Phelan-McDermid Syndrome in Pediatric Patients With Novel Mutations: Genetic and Phenotypic Analyses.

Background: PhelanrMcDermid syndrome (PMS) is an uncommon autosomal dominant inherited developmental disorder. The main characteristics are hypotonia, intellectual disability, autism spectrum disorder, autism-like behaviors and tiny facial deformities. Most cases are caused by the deletion of the 22q13 genomic region, including the deletion of SHANK3. Methods: Genetic and phenotype evaluations of ten Chinese pediatric patients were performed. The clinical phenotypes and genetic testing results were collected statistically. We analyzed the deletion of the 22q13 genomic region and small mutations in SHANK3 (GRCh37/hg19) and performed parental genotype verification to determine whether it was related to the parents or was a novel mutation.

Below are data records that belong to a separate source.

use crate::balance::DailyBalance;
use crate::boundary_cond::{BottomBoundary, InfiltrationCap};
use crate::daily_inputs::DailyForcing;
use crate::error::{BalanceError, Result};
use crate::root_uptake::{ExtractionOrder, RootGrowth, evaporation_factor, plan_extraction};
use crate::soil_profile::SoilProfile;
use approx::abs_diff_eq;
use log::{debug, warn};
use nalgebra::DVector;

// Engine settings
#[derive(Clone, Copy, Debug, PartialEq)]
pub struct EngineConfig {
    pub extraction: ExtractionOrder,     // Order of evapotranspiration extraction
    pub infiltration: InfiltrationCap,   // Surface runoff / infiltration split
    pub bottom: BottomBoundary,          // Bottom boundary condition
    pub water_stress: bool,              // Reduce demand when the root zone dries out
    pub root_growth: Option<RootGrowth>, // Deepen roots every day
    pub tolerance: f64,                  // Relative mass-balance tolerance [-]
}

impl Default for EngineConfig {
    fn default() -> Self {
        EngineConfig {
            extraction: ExtractionOrder::TopDown,
            infiltration: InfiltrationCap::TopLayerKsat,
            bottom: BottomBoundary::SpillOver,
            water_stress: false,
            root_growth: None,
            tolerance: 1e-6,
        }
    }
}

impl EngineConfig {
    pub fn validate(&self) -> Result<()> {
        self.infiltration.validate()?;
        self.bottom.validate()?;
        if let Some(growth) = self.root_growth {
            if !growth.rate.is_finite() || growth.rate < 0.0 {
                return Err(BalanceError::Config(format!(
                    "root growth rate must be non-negative, got {}",
                    growth.rate
                )));
            }
        }
        if !self.tolerance.is_finite() || self.tolerance <= 0.0 {
            return Err(BalanceError::Config(format!(
                "mass-balance tolerance must be positive, got {}",
                self.tolerance
            )));
        }
        Ok(())
    }
}

// Tipping-bucket water balance for one day at a time
#[derive(Clone, Debug, Default)]
pub struct WaterBalanceEngine {
    config: EngineConfig,
}

impl WaterBalanceEngine {
    pub fn new(config: EngineConfig) -> Result<Self> {
        config.validate()?;
        Ok(WaterBalanceEngine { config })
    }

    pub fn config(&self) -> &EngineConfig {
        &self.config
    }

    /// Advance the profile by one day.
    ///
    /// Runoff is split off first, then the infiltration cascade, gravitational
    /// redistribution, capillary rise and evapotranspiration extraction run
    /// in that order. Fails only on malformed forcing, in which case the
    /// profile is left untouched.
    pub fn step(
        &self,
        profile: &mut SoilProfile,
        forcing: &DailyForcing,
        day: usize,
    ) -> Result<DailyBalance> {
        forcing.validate_day(day)?;

        let storage_before = profile.total_water();

        if let Some(growth) = self.config.root_growth {
            let depth = growth.grow(profile.root_depth(), profile.depth());
            profile.set_root_depth(depth);
            profile.redistribute_roots();
        }

        // surface partition
        let gross_input = forcing.gross_input();
        let interception = forcing.interception();
        let surface_water = forcing.net_rainfall() + forcing.irrigation;
        let top_ksat = profile.layers()[0].params().ksat();
        let runoff = self.config.infiltration.runoff(surface_water, top_ksat);
        let infiltration = surface_water - runoff;

        // cascade, then drainage between bucket tips
        let cascade = profile.apply_infiltration(infiltration)?;
        let redistribution = profile.apply_drainage_and_redistribution(&self.config.bottom);
        let capillary_rise = profile.apply_capillary_rise(self.config.bottom.capillary_rise());
        let drainage = cascade.drainage + redistribution.drainage;

        // soil evaporation leaves the top layer, transpiration the rooted ones
        let potential_transpiration = forcing.potential_transpiration();
        let potential_evaporation = forcing.soil_evaporation;
        let potential_et = potential_transpiration + potential_evaporation;
        let crop_factor = if self.config.water_stress {
            profile.root_zone().stress_factor()
        } else {
            1.0
        };
        let mut evaporation_plan = DVector::zeros(profile.len());
        let top = &profile.layers()[0];
        evaporation_plan[0] = (potential_evaporation
            * evaporation_factor(top.theta(), top.params().theta_sat()))
        .min(top.extractable());

        let evaporated = profile.apply_uptake(&evaporation_plan)?;
        let evaporation = evaporated.extracted.sum();
        let plan = plan_extraction(
            profile,
            potential_transpiration * crop_factor,
            self.config.extraction,
        );
        let uptake = profile.apply_uptake(&plan)?;
        let transpiration = uptake.extracted.sum();
        let actual_et = evaporation + transpiration;
        let unmet_et = (potential_et - actual_et).max(0.0);

        let storage = profile.total_water();
        let storage_change = storage - storage_before;
        let residual = storage_change - (infiltration + capillary_rise - drainage - actual_et);
        let scale = (infiltration + capillary_rise + drainage + actual_et).max(1.0);
        if !abs_diff_eq!(residual, 0.0, epsilon = self.config.tolerance * scale) {
            warn!(
                "day {}: mass-balance residual {:.3e} mm exceeds tolerance",
                day + 1,
                residual
            );
        }

        debug!(
            "day {}: in={:.3} runoff={:.3} drain={:.3} t={:.3} e={:.3} pet={:.3} storage={:.3}",
            day + 1,
            infiltration,
            runoff,
            drainage,
            transpiration,
            evaporation,
            potential_et,
            storage
        );

        Ok(DailyBalance {
            day,
            rainfall: forcing.rainfall,
            gross_input,
            interception,
            runoff,
            infiltration,
            capillary_rise,
            drainage,
            potential_et,
            actual_et,
            unmet_et,
            transpiration,
            evaporation,
            layer_inflow: cascade.gains,
            percolation: redistribution.percolation,
            uptake: uptake.extracted,
            layer_evaporation: evaporated.extracted,
            theta: profile.thetas(),
            water: profile.layer_water(),
            storage,
            storage_change,
            root_depth: profile.root_depth(),
            root_zone_water: profile.root_zone().water,
            residual,
        })
    }
}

Results: The age of the patients diagnosed with PMS ranged from 0 to 12 years old. Nine of the pediatric patients experienced Intellectual Disability, language motion development delay and hypotonia as prominent clinical features. One subject had autism, two subjects had abnormal electroencephalogram discharge and one subject was aborted after fetal diagnosis. Three patients had a SHANK3 mutation or deletion. All but the aborted fetuses had intellectual disability. Among the ten patients, a deletion in the 22q13 region occurred in seven patients, with the smallest being 60.6 kb and the largest being >5.5 Mb. Three patients had heterozygous mutations in the SHANK3 gene. Conclusion: All ten patients had novel mutations, and three of these were missense or frameshift mutations. For the first time reported, it is predicted that the amino acid termination code may appear before protein synthesis. The novel mutations we discovered provide a reference for clinical research and the diagnosis of PMS.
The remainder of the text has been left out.